### Work required
The answer must be a bare number: the count of lines below that contain "computation".
### Input data
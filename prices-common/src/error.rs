//! Canonical error codes and the error envelope returned to HTTP clients.
//!
//! `ErrorCode` is the single source of truth for both the status mapping
//! table and the envelope builder. Worker failure results carry a code from
//! the same enum.

use serde::{Deserialize, Serialize};
use std::fmt;
use utoipa::ToSchema;

/// Stable error codes exposed in every error response.
#[derive(Debug, Clone, Copy, PartialEq, Eq, Hash, Serialize, Deserialize, ToSchema)]
#[serde(rename_all = "SCREAMING_SNAKE_CASE")]
pub enum ErrorCode {
    /// Input dates are missing, malformed, or `start_date > end_date`
    InvalidDateRange,
    /// The background computation did not finish before the wait deadline
    Timeout,
    /// The worker or the store failed while computing the result
    UpstreamError,
    /// Failure recorded by the worker itself on its task result
    TaskFailed,
    /// Anything not otherwise classified
    InternalError,
}

impl ErrorCode {
    pub const ALL: [ErrorCode; 5] = [
        ErrorCode::InvalidDateRange,
        ErrorCode::Timeout,
        ErrorCode::UpstreamError,
        ErrorCode::TaskFailed,
        ErrorCode::InternalError,
    ];

    pub fn as_str(&self) -> &'static str {
        match self {
            ErrorCode::InvalidDateRange => "INVALID_DATE_RANGE",
            ErrorCode::Timeout => "TIMEOUT",
            ErrorCode::UpstreamError => "UPSTREAM_ERROR",
            ErrorCode::TaskFailed => "TASK_FAILED",
            ErrorCode::InternalError => "INTERNAL_ERROR",
        }
    }

    /// HTTP status code for responses carrying this code.
    ///
    /// Worker-side failures (`UPSTREAM_ERROR`, `TASK_FAILED`) are reported as
    /// 502 so clients can tell them apart from local faults.
    pub fn status_code(&self) -> u16 {
        match self {
            ErrorCode::InvalidDateRange => 400,
            ErrorCode::Timeout => 504,
            ErrorCode::UpstreamError | ErrorCode::TaskFailed => 502,
            ErrorCode::InternalError => 500,
        }
    }

    /// Generic client-facing message. Never includes the underlying cause.
    pub fn default_message(&self) -> &'static str {
        match self {
            ErrorCode::InvalidDateRange => "start_date must be <= end_date",
            ErrorCode::Timeout => "Background computation timed out",
            ErrorCode::UpstreamError => "Failed to compute daily averages",
            ErrorCode::TaskFailed => "Background task failed",
            ErrorCode::InternalError => "Internal server error",
        }
    }
}

impl fmt::Display for ErrorCode {
    fn fmt(&self, f: &mut fmt::Formatter<'_>) -> fmt::Result {
        f.write_str(self.as_str())
    }
}

/// Uniform `{code, message}` body for every error response.
#[derive(Debug, Clone, PartialEq, Eq, Serialize, Deserialize, ToSchema)]
pub struct ErrorEnvelope {
    pub code: ErrorCode,
    pub message: String,
}

impl ErrorEnvelope {
    pub fn new(code: ErrorCode, message: impl Into<String>) -> Self {
        Self {
            code,
            message: message.into(),
        }
    }

    /// Envelope with the code's generic message
    pub fn from_code(code: ErrorCode) -> Self {
        Self::new(code, code.default_message())
    }
}

#[cfg(test)]
mod tests {
    use super::*;

    #[test]
    fn test_codes_serialize_as_screaming_snake_case() {
        for code in ErrorCode::ALL {
            let json = serde_json::to_string(&code).unwrap();
            assert_eq!(json, format!("\"{}\"", code.as_str()));
        }
    }

    #[test]
    fn test_status_mapping() {
        assert_eq!(ErrorCode::InvalidDateRange.status_code(), 400);
        assert_eq!(ErrorCode::Timeout.status_code(), 504);
        assert_eq!(ErrorCode::UpstreamError.status_code(), 502);
        assert_eq!(ErrorCode::TaskFailed.status_code(), 502);
        assert_eq!(ErrorCode::InternalError.status_code(), 500);
    }

    #[test]
    fn test_envelope_shape() {
        let envelope = ErrorEnvelope::from_code(ErrorCode::Timeout);
        let value = serde_json::to_value(&envelope).unwrap();

        assert_eq!(value["code"], "TIMEOUT");
        assert_eq!(value["message"], "Background computation timed out");
        assert_eq!(value.as_object().unwrap().len(), 2);
    }
}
######
### Exercise solution
3